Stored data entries
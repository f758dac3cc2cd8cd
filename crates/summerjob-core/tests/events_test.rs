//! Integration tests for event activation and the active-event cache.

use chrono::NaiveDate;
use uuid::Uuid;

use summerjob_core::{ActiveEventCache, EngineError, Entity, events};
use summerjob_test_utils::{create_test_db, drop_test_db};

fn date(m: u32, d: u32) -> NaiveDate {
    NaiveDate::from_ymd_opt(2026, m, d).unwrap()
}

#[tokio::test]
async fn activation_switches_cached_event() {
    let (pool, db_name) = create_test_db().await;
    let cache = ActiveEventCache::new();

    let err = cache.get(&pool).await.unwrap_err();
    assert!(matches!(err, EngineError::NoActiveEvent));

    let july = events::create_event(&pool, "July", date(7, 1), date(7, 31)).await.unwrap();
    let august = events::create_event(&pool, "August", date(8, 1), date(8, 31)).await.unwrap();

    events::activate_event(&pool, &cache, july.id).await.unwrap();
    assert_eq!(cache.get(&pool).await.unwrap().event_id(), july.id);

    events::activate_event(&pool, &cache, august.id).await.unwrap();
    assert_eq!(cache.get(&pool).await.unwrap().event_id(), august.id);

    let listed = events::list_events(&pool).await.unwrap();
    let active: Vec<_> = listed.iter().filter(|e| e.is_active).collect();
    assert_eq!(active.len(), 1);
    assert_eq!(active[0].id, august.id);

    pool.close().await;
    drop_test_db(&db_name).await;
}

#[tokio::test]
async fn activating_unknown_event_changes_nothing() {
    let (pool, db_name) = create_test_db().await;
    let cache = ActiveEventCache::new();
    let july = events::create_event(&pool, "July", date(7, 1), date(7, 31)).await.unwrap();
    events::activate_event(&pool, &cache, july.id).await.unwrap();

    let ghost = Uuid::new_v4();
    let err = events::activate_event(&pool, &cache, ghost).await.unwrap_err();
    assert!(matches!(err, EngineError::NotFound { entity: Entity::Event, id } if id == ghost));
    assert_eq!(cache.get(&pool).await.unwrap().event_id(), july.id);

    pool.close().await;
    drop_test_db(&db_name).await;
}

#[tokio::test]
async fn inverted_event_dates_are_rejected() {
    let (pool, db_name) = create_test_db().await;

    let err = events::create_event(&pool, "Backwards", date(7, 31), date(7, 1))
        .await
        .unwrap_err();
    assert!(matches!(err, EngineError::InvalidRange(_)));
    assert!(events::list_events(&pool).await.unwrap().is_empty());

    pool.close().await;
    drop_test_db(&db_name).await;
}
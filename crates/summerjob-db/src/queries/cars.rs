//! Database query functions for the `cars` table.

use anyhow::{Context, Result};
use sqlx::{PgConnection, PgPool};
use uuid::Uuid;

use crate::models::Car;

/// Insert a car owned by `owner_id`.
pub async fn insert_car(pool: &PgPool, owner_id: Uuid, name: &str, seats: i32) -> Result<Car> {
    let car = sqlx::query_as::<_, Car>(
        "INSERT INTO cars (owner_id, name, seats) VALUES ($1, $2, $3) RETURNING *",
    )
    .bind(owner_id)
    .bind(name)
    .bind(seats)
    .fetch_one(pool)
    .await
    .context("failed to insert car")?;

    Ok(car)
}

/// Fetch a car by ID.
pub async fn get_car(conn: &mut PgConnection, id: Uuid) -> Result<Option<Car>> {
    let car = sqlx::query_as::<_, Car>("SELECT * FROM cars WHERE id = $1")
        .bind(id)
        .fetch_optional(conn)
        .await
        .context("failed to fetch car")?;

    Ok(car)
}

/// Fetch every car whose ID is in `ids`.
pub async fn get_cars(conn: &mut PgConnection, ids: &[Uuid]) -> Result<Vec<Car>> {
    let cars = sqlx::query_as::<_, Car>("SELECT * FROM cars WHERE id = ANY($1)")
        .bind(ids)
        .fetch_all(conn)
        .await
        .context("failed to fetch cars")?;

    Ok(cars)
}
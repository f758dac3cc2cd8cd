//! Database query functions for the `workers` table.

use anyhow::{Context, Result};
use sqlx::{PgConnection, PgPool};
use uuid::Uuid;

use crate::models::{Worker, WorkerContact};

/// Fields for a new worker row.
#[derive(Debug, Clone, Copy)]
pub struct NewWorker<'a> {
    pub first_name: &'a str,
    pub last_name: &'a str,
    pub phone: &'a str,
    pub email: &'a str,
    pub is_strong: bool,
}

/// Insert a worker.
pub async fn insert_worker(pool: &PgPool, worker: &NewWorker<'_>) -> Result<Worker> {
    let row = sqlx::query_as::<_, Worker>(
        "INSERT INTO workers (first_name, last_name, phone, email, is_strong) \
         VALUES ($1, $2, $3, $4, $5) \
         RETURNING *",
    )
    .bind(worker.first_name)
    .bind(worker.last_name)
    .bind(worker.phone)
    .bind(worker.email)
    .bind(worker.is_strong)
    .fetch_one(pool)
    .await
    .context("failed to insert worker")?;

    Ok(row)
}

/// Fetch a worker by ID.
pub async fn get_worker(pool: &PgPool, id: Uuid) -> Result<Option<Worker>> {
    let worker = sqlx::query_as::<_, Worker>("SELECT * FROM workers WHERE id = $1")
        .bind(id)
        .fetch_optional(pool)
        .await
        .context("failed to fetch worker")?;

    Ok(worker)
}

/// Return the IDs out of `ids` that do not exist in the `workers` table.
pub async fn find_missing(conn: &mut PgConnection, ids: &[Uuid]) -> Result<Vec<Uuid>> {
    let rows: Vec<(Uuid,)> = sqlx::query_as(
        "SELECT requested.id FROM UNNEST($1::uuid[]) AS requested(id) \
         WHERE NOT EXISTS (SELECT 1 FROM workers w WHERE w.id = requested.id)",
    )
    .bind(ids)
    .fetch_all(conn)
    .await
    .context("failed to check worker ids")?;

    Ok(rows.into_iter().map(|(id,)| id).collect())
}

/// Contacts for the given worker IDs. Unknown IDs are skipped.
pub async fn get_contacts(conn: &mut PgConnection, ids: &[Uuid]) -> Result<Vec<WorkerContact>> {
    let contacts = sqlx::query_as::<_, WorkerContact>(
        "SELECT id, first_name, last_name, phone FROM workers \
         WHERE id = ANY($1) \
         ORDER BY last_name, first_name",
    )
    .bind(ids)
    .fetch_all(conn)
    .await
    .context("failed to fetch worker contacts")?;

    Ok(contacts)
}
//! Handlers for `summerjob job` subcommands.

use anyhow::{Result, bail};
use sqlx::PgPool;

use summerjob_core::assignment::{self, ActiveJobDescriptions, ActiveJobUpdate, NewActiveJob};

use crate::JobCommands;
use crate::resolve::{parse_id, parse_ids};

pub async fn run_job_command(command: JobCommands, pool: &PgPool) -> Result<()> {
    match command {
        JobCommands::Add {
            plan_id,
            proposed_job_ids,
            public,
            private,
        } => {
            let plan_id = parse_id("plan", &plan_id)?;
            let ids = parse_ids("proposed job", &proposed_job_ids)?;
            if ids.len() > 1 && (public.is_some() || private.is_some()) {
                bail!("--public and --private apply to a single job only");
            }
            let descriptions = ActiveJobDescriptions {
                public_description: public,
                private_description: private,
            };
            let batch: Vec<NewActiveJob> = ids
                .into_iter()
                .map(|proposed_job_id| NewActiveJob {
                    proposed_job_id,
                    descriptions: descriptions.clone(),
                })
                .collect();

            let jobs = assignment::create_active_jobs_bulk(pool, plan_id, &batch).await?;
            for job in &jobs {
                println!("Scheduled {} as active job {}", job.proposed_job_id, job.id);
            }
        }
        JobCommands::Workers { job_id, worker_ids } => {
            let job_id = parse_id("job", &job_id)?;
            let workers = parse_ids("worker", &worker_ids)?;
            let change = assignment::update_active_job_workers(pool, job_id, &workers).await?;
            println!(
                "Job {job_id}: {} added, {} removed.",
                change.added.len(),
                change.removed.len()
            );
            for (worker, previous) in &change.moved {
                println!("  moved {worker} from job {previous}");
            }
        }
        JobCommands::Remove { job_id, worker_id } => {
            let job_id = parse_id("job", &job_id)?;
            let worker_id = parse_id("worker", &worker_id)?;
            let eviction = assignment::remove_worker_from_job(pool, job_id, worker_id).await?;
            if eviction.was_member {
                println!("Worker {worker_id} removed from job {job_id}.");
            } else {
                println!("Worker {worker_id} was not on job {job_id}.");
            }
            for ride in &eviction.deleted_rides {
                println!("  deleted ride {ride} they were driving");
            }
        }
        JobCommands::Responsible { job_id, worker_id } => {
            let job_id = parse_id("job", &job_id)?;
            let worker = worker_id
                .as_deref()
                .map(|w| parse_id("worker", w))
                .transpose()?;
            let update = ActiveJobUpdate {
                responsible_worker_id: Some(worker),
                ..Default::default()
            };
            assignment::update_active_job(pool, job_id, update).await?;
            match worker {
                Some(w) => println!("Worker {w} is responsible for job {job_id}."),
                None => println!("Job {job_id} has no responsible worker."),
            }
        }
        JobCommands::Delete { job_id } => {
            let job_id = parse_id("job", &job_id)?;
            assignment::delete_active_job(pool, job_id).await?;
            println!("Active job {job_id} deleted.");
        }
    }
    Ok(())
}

### EXERCISE OBJECTIVE:
One stretch of the lines above is wanted, from the line that contains "a car by ID." through the line that contains "pub async fn get_cars(conn: &mut". Output it exactly.

### TASK OUTPUT:
/// Fetch a car by ID.
pub async fn get_car(conn: &mut PgConnection, id: Uuid) -> Result<Option<Car>> {
    let car = sqlx::query_as::<_, Car>("SELECT * FROM cars WHERE id = $1")
        .bind(id)
        .fetch_optional(conn)
        .await
        .context("failed to fetch car")?;

    Ok(car)
}

/// Fetch every car whose ID is in `ids`.
pub async fn get_cars(conn: &mut PgConnection, ids: &[Uuid]) -> Result<Vec<Car>> {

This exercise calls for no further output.